> **Exercise**
Check each line of the entries. Copy the ones that contain the string "Instant".

== Dataset excerpts

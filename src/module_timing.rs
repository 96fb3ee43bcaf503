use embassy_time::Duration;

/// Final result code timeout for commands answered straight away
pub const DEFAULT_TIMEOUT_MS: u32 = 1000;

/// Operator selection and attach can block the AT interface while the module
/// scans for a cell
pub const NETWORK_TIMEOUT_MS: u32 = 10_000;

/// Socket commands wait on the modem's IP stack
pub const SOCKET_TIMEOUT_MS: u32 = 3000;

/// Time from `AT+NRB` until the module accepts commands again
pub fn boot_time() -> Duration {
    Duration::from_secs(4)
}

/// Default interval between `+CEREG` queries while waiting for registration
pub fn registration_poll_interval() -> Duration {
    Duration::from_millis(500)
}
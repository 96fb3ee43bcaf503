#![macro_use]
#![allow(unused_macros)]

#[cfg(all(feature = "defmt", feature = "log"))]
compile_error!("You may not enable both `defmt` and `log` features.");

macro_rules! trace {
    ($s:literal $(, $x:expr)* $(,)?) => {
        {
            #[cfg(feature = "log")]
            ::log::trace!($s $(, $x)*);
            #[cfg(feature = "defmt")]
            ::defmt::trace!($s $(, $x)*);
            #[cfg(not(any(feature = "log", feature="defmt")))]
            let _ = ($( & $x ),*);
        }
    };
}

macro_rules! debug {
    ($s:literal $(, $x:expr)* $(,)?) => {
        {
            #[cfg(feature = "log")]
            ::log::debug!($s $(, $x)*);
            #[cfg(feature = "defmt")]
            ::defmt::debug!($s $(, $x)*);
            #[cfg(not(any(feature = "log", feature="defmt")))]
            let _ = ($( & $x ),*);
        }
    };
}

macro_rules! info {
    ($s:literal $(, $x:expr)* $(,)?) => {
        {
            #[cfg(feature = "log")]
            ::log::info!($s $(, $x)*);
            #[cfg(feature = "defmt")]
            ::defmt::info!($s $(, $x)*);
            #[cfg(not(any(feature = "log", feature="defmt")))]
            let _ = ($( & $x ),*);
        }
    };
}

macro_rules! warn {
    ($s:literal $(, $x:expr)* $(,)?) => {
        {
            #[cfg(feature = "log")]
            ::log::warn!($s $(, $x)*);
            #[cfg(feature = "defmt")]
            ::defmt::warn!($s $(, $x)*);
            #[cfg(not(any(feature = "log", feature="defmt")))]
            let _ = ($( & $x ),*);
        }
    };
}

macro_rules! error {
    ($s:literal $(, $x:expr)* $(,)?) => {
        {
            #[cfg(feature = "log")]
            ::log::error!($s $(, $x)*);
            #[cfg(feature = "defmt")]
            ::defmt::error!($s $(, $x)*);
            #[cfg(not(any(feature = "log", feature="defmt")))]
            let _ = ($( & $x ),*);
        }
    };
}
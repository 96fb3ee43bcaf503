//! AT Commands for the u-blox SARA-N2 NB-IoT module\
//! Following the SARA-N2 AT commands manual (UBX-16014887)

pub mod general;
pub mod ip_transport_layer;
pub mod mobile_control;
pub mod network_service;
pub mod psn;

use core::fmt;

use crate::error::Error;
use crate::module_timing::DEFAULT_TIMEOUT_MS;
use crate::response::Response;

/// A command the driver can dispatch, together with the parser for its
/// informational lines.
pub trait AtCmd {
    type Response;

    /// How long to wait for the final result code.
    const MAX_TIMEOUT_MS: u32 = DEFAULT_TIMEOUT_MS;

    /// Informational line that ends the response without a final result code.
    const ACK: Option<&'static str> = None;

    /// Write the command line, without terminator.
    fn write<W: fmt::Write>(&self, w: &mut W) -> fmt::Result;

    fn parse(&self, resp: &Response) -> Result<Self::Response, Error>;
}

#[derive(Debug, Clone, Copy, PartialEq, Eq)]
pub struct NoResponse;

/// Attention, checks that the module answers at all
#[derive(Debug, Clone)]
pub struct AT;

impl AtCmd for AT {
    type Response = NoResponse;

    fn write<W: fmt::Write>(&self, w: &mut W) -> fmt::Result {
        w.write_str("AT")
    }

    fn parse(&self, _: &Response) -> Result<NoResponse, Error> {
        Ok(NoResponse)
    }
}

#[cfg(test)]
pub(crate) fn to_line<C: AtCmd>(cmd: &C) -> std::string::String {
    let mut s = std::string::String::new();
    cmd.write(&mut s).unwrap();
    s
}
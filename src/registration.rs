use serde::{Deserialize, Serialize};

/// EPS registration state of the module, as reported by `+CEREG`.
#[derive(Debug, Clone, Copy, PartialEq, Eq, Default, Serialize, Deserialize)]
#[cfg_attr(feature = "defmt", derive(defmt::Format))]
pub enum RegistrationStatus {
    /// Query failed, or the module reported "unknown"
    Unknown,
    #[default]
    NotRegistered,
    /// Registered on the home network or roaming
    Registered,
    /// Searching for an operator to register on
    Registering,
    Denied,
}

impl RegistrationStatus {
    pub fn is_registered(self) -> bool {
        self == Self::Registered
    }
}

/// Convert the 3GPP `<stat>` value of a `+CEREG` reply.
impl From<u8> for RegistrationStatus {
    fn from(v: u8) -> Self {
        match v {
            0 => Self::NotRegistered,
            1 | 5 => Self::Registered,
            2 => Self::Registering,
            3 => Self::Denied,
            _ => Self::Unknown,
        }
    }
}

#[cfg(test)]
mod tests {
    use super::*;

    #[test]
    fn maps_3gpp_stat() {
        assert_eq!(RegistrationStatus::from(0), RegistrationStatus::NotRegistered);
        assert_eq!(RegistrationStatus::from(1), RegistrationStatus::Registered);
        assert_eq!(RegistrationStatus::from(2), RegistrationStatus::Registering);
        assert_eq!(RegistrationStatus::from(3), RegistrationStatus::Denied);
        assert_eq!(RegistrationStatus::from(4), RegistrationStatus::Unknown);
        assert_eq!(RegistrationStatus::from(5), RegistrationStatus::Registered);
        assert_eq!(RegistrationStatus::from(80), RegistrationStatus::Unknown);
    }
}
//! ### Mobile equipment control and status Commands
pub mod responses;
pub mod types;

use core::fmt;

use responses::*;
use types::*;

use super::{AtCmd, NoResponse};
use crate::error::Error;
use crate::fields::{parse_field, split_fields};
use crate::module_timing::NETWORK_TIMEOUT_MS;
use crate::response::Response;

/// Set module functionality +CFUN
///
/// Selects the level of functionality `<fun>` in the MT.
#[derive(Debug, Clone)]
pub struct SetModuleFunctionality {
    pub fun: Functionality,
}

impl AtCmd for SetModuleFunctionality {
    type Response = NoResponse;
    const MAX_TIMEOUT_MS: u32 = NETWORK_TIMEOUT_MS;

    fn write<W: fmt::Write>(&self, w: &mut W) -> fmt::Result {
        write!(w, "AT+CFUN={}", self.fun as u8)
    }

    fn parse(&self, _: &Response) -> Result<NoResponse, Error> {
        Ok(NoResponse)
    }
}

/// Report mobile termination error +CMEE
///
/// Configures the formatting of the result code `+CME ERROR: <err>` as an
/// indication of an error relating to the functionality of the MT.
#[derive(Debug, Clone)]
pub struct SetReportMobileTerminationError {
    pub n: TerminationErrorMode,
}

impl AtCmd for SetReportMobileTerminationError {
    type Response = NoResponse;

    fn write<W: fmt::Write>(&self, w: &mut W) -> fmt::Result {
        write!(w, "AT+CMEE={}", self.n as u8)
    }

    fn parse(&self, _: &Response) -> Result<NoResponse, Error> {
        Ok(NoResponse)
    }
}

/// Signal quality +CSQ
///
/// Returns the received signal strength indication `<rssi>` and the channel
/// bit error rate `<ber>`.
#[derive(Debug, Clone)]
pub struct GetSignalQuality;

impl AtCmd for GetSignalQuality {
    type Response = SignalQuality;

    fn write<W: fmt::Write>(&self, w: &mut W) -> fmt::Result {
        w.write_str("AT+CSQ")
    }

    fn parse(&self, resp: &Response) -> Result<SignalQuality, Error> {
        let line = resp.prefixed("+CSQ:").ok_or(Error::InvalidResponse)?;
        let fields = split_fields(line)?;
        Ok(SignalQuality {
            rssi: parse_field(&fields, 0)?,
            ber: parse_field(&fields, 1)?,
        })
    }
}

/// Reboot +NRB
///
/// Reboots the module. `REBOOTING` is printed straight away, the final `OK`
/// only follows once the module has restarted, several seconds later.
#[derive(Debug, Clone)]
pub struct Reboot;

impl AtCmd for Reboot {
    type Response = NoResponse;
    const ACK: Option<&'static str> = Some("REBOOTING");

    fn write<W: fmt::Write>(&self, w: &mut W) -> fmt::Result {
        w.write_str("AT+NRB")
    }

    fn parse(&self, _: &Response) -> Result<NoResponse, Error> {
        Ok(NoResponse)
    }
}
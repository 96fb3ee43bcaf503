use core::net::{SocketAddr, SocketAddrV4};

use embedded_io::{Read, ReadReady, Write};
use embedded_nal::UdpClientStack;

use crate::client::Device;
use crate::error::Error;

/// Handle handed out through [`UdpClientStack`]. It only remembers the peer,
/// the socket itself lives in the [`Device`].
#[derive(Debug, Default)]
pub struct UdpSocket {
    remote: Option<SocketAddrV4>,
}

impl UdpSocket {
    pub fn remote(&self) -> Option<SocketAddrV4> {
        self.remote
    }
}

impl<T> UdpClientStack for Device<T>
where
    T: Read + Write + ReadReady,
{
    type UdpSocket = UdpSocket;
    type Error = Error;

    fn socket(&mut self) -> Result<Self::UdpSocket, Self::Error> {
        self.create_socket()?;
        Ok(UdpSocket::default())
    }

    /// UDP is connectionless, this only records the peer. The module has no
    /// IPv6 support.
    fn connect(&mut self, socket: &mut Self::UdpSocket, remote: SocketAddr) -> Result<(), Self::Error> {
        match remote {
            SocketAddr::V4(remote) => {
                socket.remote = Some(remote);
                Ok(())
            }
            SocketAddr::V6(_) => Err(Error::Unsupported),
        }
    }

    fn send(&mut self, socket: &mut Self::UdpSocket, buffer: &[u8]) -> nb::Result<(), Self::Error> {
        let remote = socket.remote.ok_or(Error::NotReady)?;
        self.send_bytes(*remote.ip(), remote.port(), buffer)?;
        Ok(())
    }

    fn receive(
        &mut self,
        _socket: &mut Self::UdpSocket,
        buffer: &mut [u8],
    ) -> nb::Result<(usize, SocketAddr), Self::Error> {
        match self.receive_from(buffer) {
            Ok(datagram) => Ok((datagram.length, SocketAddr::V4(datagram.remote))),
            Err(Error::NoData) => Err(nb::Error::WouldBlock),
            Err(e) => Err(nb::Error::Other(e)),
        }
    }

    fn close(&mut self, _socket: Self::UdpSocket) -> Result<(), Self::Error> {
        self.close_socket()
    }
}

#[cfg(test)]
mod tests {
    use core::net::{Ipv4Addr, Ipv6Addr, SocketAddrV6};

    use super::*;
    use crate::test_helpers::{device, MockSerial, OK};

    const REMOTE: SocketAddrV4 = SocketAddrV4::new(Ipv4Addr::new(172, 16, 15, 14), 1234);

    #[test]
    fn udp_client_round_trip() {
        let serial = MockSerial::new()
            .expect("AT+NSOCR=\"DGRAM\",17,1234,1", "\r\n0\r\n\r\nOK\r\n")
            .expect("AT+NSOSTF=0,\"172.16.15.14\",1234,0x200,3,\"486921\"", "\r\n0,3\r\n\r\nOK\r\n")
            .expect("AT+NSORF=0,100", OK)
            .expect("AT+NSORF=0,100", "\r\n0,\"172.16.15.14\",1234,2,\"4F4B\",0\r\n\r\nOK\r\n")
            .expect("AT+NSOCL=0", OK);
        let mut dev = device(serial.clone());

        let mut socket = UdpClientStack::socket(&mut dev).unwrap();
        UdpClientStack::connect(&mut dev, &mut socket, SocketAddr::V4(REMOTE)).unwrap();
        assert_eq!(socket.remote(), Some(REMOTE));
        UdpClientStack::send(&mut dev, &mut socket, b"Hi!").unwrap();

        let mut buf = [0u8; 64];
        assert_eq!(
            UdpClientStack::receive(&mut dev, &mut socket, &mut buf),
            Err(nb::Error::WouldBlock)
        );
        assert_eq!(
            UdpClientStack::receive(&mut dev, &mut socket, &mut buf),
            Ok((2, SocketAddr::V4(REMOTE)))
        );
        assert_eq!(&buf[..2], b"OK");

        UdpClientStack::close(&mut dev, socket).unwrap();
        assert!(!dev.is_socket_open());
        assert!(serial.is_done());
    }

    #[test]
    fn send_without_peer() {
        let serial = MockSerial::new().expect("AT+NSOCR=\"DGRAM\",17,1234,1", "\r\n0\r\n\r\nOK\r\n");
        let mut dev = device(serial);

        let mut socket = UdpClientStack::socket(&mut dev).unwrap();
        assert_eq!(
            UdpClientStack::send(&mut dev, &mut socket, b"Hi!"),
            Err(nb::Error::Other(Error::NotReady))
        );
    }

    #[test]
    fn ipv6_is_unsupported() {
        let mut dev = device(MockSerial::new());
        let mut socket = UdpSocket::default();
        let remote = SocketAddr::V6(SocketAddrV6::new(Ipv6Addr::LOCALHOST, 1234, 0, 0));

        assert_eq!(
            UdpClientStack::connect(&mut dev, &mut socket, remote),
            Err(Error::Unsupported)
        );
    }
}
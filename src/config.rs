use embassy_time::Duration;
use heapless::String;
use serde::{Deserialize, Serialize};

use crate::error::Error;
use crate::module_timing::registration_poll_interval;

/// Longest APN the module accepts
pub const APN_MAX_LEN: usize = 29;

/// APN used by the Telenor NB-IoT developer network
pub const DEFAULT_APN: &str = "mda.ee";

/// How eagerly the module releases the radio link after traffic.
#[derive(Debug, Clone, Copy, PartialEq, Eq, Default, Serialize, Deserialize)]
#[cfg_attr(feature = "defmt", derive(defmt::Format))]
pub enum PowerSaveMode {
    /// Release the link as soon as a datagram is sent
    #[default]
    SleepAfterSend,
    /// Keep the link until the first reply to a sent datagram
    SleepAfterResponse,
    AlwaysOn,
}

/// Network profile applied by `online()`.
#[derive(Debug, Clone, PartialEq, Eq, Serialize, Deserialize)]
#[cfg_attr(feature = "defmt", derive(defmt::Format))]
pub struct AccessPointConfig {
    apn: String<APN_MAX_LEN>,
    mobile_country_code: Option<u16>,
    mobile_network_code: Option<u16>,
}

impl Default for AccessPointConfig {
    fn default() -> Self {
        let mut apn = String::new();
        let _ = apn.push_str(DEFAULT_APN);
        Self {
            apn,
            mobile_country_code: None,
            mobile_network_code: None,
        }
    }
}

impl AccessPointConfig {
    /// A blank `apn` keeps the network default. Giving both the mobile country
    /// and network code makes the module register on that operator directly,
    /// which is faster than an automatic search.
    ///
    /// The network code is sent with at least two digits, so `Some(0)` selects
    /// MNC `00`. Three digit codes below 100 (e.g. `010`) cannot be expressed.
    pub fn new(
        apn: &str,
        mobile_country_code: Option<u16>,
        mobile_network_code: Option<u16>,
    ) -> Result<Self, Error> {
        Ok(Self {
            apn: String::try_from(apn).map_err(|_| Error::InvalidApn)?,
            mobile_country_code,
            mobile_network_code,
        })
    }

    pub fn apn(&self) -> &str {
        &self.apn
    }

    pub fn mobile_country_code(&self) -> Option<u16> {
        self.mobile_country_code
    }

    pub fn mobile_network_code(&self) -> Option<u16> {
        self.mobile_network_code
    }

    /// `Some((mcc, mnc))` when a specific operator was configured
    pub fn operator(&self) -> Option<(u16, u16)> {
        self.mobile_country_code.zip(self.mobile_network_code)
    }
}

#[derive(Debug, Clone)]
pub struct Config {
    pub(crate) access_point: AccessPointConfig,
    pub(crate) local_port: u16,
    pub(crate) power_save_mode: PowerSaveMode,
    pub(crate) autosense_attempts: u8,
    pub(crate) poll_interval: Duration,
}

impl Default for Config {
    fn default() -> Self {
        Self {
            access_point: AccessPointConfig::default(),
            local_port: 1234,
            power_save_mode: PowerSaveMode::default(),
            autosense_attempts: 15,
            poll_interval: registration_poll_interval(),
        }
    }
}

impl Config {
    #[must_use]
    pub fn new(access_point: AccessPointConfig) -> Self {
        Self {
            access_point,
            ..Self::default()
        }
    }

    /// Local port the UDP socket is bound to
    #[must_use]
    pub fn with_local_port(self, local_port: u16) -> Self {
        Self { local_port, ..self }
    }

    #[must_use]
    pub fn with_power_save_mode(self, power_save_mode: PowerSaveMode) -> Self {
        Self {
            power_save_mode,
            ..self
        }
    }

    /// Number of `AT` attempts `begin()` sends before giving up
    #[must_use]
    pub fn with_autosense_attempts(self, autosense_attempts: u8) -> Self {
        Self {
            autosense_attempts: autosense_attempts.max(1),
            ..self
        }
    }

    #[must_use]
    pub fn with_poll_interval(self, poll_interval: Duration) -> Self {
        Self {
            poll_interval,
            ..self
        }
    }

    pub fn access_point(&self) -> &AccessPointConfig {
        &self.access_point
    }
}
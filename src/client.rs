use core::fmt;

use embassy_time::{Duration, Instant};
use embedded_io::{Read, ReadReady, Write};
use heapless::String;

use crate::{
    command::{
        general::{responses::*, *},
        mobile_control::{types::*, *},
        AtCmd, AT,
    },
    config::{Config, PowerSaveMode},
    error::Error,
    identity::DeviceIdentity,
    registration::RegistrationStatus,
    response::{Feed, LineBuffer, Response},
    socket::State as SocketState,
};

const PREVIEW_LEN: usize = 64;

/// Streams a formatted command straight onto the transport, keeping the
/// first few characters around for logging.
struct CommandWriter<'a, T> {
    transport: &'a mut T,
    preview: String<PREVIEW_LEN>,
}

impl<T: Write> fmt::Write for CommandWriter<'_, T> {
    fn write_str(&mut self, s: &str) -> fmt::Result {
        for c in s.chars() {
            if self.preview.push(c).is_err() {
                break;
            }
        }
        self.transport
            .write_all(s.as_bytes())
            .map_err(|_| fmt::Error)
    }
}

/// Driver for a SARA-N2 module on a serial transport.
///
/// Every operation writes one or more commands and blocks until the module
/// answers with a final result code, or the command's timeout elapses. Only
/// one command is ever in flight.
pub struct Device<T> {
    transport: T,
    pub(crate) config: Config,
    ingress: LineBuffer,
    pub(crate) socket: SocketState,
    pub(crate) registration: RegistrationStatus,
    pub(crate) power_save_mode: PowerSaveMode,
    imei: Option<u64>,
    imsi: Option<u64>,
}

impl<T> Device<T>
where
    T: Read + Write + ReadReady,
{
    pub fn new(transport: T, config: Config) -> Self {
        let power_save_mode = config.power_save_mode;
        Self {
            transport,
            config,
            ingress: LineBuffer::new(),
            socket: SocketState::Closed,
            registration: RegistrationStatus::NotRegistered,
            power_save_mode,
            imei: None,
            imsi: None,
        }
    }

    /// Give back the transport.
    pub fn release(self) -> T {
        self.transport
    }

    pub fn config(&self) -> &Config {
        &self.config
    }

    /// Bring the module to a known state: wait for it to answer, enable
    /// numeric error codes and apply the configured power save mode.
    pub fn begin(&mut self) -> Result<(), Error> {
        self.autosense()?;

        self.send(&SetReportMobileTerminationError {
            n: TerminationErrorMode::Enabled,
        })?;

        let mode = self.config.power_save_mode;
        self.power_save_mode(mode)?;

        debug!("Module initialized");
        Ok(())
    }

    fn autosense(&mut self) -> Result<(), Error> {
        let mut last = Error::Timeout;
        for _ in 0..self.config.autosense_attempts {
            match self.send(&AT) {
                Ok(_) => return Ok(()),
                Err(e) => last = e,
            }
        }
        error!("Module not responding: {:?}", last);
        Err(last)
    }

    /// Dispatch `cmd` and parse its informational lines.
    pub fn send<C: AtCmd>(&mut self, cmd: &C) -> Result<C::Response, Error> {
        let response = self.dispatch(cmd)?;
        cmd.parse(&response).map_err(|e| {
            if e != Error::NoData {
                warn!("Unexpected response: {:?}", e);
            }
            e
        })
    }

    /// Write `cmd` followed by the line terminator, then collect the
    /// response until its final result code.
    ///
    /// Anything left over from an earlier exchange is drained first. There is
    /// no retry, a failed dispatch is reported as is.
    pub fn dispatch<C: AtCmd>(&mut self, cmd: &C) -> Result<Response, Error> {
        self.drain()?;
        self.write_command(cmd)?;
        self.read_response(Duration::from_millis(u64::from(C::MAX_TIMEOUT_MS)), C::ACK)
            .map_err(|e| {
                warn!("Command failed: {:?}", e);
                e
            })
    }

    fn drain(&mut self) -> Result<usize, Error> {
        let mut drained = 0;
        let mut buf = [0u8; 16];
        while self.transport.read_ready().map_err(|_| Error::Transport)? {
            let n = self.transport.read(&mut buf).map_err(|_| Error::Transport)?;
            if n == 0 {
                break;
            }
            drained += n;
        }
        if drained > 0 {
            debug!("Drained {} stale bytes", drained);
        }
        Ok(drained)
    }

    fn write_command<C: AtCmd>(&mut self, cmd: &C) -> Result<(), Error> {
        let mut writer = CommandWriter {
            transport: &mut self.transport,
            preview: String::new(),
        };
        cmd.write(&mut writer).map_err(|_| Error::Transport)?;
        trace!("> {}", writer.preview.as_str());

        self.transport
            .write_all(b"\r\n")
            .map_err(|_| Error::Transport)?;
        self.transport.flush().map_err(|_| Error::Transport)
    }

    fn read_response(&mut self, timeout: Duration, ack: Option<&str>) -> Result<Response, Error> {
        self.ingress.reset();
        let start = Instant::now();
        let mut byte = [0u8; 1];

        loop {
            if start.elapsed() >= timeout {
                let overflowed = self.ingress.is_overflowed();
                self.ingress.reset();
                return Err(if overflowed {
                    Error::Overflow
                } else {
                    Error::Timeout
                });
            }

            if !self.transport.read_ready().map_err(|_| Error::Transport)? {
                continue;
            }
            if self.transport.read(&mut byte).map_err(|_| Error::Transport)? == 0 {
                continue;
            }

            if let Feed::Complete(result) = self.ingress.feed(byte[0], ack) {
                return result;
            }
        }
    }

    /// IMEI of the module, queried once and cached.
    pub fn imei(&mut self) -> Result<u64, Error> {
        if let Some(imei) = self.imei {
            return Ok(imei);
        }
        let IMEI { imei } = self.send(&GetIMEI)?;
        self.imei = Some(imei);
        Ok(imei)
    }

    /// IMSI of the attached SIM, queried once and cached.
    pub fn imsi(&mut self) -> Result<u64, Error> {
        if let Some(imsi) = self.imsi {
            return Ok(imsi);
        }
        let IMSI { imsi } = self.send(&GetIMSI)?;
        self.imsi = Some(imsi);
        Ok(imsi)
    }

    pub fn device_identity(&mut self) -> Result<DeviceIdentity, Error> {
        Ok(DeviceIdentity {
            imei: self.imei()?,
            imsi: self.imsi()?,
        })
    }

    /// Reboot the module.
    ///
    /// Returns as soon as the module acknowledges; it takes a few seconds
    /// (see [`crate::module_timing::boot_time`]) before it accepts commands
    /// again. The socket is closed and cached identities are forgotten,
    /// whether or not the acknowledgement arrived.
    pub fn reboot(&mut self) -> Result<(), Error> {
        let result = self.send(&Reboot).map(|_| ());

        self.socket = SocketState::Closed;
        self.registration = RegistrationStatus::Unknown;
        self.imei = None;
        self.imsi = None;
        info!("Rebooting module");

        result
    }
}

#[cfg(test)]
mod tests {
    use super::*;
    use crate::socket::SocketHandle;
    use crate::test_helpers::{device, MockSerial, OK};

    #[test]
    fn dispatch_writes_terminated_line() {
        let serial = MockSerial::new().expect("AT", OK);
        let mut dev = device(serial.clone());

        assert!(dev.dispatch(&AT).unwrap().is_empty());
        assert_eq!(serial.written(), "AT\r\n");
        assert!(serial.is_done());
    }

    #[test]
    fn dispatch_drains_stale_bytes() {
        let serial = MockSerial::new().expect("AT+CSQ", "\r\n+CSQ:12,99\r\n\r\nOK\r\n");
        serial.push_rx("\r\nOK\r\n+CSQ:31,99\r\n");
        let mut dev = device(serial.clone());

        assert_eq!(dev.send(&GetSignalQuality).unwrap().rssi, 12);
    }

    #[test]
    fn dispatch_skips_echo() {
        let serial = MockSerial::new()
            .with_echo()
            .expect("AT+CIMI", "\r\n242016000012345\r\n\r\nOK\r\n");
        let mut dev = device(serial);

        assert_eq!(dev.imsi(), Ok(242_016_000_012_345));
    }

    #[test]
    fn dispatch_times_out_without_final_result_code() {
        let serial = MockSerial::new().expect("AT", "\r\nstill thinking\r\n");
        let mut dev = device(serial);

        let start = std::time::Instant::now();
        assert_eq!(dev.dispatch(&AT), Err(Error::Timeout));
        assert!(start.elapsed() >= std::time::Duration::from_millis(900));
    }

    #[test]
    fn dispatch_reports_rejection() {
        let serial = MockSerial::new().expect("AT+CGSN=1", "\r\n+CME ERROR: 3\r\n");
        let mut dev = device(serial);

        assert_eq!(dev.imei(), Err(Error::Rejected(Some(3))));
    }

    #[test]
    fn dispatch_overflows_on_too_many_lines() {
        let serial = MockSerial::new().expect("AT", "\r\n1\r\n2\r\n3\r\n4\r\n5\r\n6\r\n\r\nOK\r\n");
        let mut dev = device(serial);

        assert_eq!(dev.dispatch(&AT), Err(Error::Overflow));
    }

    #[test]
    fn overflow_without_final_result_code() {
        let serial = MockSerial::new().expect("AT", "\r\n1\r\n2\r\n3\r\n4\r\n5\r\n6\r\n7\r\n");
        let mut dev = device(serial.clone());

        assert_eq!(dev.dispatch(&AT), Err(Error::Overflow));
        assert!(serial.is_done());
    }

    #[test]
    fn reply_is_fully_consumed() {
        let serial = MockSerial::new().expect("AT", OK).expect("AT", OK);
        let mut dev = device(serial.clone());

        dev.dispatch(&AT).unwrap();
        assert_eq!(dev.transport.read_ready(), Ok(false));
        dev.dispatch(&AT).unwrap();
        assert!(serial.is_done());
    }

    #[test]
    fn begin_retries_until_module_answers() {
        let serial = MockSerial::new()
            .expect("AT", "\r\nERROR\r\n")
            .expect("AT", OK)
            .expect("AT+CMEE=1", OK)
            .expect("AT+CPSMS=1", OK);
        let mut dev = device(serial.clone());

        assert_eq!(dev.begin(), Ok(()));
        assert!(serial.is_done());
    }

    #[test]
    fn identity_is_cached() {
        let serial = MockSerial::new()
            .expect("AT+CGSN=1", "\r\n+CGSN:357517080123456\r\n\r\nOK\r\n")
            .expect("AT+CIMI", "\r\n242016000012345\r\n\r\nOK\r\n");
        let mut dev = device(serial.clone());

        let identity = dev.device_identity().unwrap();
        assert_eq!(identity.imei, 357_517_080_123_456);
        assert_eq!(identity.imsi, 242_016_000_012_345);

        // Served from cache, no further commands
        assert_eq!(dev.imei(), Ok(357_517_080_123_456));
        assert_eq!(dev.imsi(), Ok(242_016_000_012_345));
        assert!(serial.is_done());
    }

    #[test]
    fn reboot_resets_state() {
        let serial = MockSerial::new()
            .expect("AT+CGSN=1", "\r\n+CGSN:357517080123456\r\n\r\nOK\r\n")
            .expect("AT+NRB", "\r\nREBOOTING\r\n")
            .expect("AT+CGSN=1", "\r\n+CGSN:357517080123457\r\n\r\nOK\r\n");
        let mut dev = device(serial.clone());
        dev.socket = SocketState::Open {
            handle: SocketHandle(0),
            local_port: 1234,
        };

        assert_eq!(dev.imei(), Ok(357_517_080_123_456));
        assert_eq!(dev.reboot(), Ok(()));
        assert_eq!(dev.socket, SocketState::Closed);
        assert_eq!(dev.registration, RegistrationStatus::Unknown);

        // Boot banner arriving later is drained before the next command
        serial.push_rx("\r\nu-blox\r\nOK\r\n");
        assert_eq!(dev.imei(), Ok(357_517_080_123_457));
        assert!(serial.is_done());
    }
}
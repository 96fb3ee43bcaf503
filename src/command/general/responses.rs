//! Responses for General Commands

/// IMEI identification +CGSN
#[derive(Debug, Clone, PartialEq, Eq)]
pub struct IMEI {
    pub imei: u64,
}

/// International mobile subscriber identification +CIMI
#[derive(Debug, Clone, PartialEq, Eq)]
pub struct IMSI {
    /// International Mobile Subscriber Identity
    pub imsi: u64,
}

====

> **Completed task**
use embassy_time::{Duration, Instant};
        let start = Instant::now();
        let start = std::time::Instant::now();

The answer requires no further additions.